● **Stored data**:

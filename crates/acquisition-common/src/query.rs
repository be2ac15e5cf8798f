//! Catalog search query types.

use std::fmt;
use std::str::FromStr;

use serde::{Deserialize, Serialize};

use crate::error::{AcqResult, AcquisitionError};
use crate::time::TemporalRange;

/// Default number of hits requested per catalog page.
pub const DEFAULT_PAGE_SIZE: u32 = 150;

/// Default upper bound on the number of pages walked per search.
pub const DEFAULT_MAX_PAGES: u32 = 50;

/// Name of the spatial parameter sent to the catalog.
#[derive(Debug, Clone, Copy, PartialEq, Eq, Hash, Serialize, Deserialize)]
#[serde(rename_all = "snake_case")]
pub enum SpatialParameter {
    BoundingBox,
    Point,
    Polygon,
}

impl SpatialParameter {
    /// Catalog query parameter name.
    pub fn as_str(&self) -> &'static str {
        match self {
            Self::BoundingBox => "bounding_box",
            Self::Point => "point",
            Self::Polygon => "polygon",
        }
    }

    fn check_arity(&self, len: usize) -> Result<(), String> {
        match self {
            Self::BoundingBox if len != 4 => {
                Err(format!("bounding_box needs 4 values, got {}", len))
            }
            Self::Point if len != 2 => Err(format!("point needs 2 values, got {}", len)),
            Self::Polygon if len < 6 || len % 2 != 0 => Err(format!(
                "polygon needs an even number of values (at least 6), got {}",
                len
            )),
            _ => Ok(()),
        }
    }
}

impl FromStr for SpatialParameter {
    type Err = AcquisitionError;

    fn from_str(s: &str) -> Result<Self, Self::Err> {
        match s.to_lowercase().as_str() {
            "bounding_box" | "bbox" => Ok(Self::BoundingBox),
            "point" => Ok(Self::Point),
            "polygon" => Ok(Self::Polygon),
            other => Err(AcquisitionError::InvalidParameter {
                param: "spatial_parameter".to_string(),
                message: format!("unknown spatial parameter '{}'", other),
            }),
        }
    }
}

impl fmt::Display for SpatialParameter {
    fn fmt(&self, f: &mut fmt::Formatter<'_>) -> fmt::Result {
        write!(f, "{}", self.as_str())
    }
}

/// A spatial filter: parameter name plus its numeric values (lon/lat order).
#[derive(Debug, Clone, PartialEq, Serialize, Deserialize)]
pub struct SpatialFilter {
    pub parameter: SpatialParameter,
    pub values: Vec<f64>,
}

impl SpatialFilter {
    pub fn new(parameter: SpatialParameter, values: Vec<f64>) -> AcqResult<Self> {
        parameter
            .check_arity(values.len())
            .map_err(AcquisitionError::InvalidSpatialFilter)?;

        if values.iter().any(|v| !v.is_finite()) {
            return Err(AcquisitionError::InvalidSpatialFilter(
                "values must be finite".to_string(),
            ));
        }

        Ok(Self { parameter, values })
    }

    /// `(min_lon, min_lat, max_lon, max_lat)`
    pub fn bounding_box(min_lon: f64, min_lat: f64, max_lon: f64, max_lat: f64) -> AcqResult<Self> {
        Self::new(
            SpatialParameter::BoundingBox,
            vec![min_lon, min_lat, max_lon, max_lat],
        )
    }

    pub fn point(lon: f64, lat: f64) -> AcqResult<Self> {
        Self::new(SpatialParameter::Point, vec![lon, lat])
    }

    /// Polygon ring as `(lon, lat)` pairs; the ring should be closed and counter-clockwise.
    pub fn polygon(ring: &[(f64, f64)]) -> AcqResult<Self> {
        let values = ring.iter().flat_map(|&(lon, lat)| [lon, lat]).collect();
        Self::new(SpatialParameter::Polygon, values)
    }

    /// Comma-joined value string sent as the parameter value.
    pub fn to_param_value(&self) -> String {
        self.values
            .iter()
            .map(|v| v.to_string())
            .collect::<Vec<_>>()
            .join(",")
    }
}

/// A collection/spatial/temporal search against the metadata catalog.
#[derive(Debug, Clone, PartialEq, Serialize, Deserialize)]
pub struct SearchQuery {
    /// Collection short name (mission).
    pub short_name: String,
    pub temporal: TemporalRange,
    pub spatial: SpatialFilter,
    /// Optional day/night filter; sent empty when unset.
    #[serde(default)]
    pub day_night_flag: Option<String>,
    pub page_size: u32,
    pub max_pages: u32,
}

impl SearchQuery {
    pub fn new(
        short_name: impl Into<String>,
        temporal: TemporalRange,
        spatial: SpatialFilter,
    ) -> Self {
        Self {
            short_name: short_name.into(),
            temporal,
            spatial,
            day_night_flag: None,
            page_size: DEFAULT_PAGE_SIZE,
            max_pages: DEFAULT_MAX_PAGES,
        }
    }

    pub fn with_page_size(mut self, page_size: u32) -> Self {
        self.page_size = page_size;
        self
    }

    pub fn with_max_pages(mut self, max_pages: u32) -> Self {
        self.max_pages = max_pages;
        self
    }

    pub fn with_day_night_flag(mut self, flag: impl Into<String>) -> Self {
        self.day_night_flag = Some(flag.into());
        self
    }

    /// Validate the invariants that can be broken after construction
    /// (public fields, deserialized input).
    pub fn validate(&self) -> AcqResult<()> {
        if self.short_name.trim().is_empty() {
            return Err(AcquisitionError::MissingParameter("short_name".to_string()));
        }
        if self.page_size == 0 {
            return Err(AcquisitionError::InvalidParameter {
                param: "page_size".to_string(),
                message: "must be > 0".to_string(),
            });
        }
        if self.max_pages == 0 {
            return Err(AcquisitionError::InvalidParameter {
                param: "max_pages".to_string(),
                message: "must be > 0".to_string(),
            });
        }
        if self.temporal.start > self.temporal.end {
            return Err(AcquisitionError::InvalidTemporalRange(
                "start is after end".to_string(),
            ));
        }
        self.spatial
            .parameter
            .check_arity(self.spatial.values.len())
            .map_err(AcquisitionError::InvalidSpatialFilter)
    }
}

#[cfg(test)]
mod tests {
    use super::*;

    fn temporal() -> TemporalRange {
        TemporalRange::from_dates("2019-05-18", "2019-06-18").unwrap()
    }

    #[test]
    fn test_spatial_arity() {
        assert!(SpatialFilter::bounding_box(-76.6, 38.8, -76.5, 38.9).is_ok());
        assert!(SpatialFilter::point(-76.6, 38.8).is_ok());
        assert!(SpatialFilter::new(SpatialParameter::Point, vec![1.0]).is_err());
        assert!(SpatialFilter::new(SpatialParameter::BoundingBox, vec![1.0, 2.0]).is_err());
        assert!(SpatialFilter::new(SpatialParameter::Polygon, vec![1.0; 4]).is_err());
        assert!(SpatialFilter::new(SpatialParameter::Polygon, vec![1.0; 7]).is_err());
        assert!(SpatialFilter::new(SpatialParameter::Polygon, vec![1.0; 8]).is_ok());
    }

    #[test]
    fn test_polygon_flattening() {
        let ring = [(-80.6, 38.1), (-74.6, 38.2), (-75.5, 34.4), (-80.6, 38.1)];
        let filter = SpatialFilter::polygon(&ring).unwrap();
        assert_eq!(filter.values.len(), 8);
        assert_eq!(filter.to_param_value(), "-80.6,38.1,-74.6,38.2,-75.5,34.4,-80.6,38.1");
    }

    #[test]
    fn test_non_finite_rejected() {
        assert!(SpatialFilter::point(f64::NAN, 0.0).is_err());
    }

    #[test]
    fn test_parameter_from_str() {
        assert_eq!(
            "BOUNDING_BOX".parse::<SpatialParameter>().unwrap(),
            SpatialParameter::BoundingBox
        );
        assert_eq!("point".parse::<SpatialParameter>().unwrap(), SpatialParameter::Point);
        assert!("circle".parse::<SpatialParameter>().is_err());
    }

    #[test]
    fn test_query_defaults_and_validation() {
        let query = SearchQuery::new(
            "GLDAS_NOAH025_3H",
            temporal(),
            SpatialFilter::point(-76.6, 38.8).unwrap(),
        );
        assert_eq!(query.page_size, DEFAULT_PAGE_SIZE);
        assert_eq!(query.max_pages, DEFAULT_MAX_PAGES);
        assert!(query.validate().is_ok());

        assert!(query.clone().with_page_size(0).validate().is_err());
        assert!(query.clone().with_max_pages(0).validate().is_err());

        let mut blank = query;
        blank.short_name = "  ".to_string();
        assert!(matches!(
            blank.validate(),
            Err(AcquisitionError::MissingParameter(_))
        ));
    }
}
//! Error types for NetCDF parsing operations.

use grid_dataset::DatasetError;
use thiserror::Error;

/// Result type for NetCDF parser operations.
pub type NetCdfResult<T> = Result<T, NetCdfError>;

/// Error types for NetCDF parsing.
#[derive(Error, Debug)]
pub enum NetCdfError {
    /// File I/O error
    #[error("I/O error: {0}")]
    IoError(#[from] std::io::Error),

    /// Missing required variable or attribute
    #[error("Missing required data: {0}")]
    MissingData(String),

    /// Invalid data format
    #[error("Invalid data format: {0}")]
    InvalidFormat(String),

    /// Dataset assembled from the file is inconsistent
    #[error("Invalid dataset: {0}")]
    Dataset(#[from] DatasetError),
}

impl From<NetCdfError> for DatasetError {
    fn from(err: NetCdfError) -> Self {
        match err {
            NetCdfError::Dataset(inner) => inner,
            other => DatasetError::Invalid(other.to_string()),
        }
    }
}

● **WHAT IS REQUIRED**: Among the lines above, find the ones containing "serde" and copy them.

● **SOLVED EXERCISE**:
use serde::{Deserialize, Serialize};
#[serde(rename_all = "snake_case")]
    #[serde(default)]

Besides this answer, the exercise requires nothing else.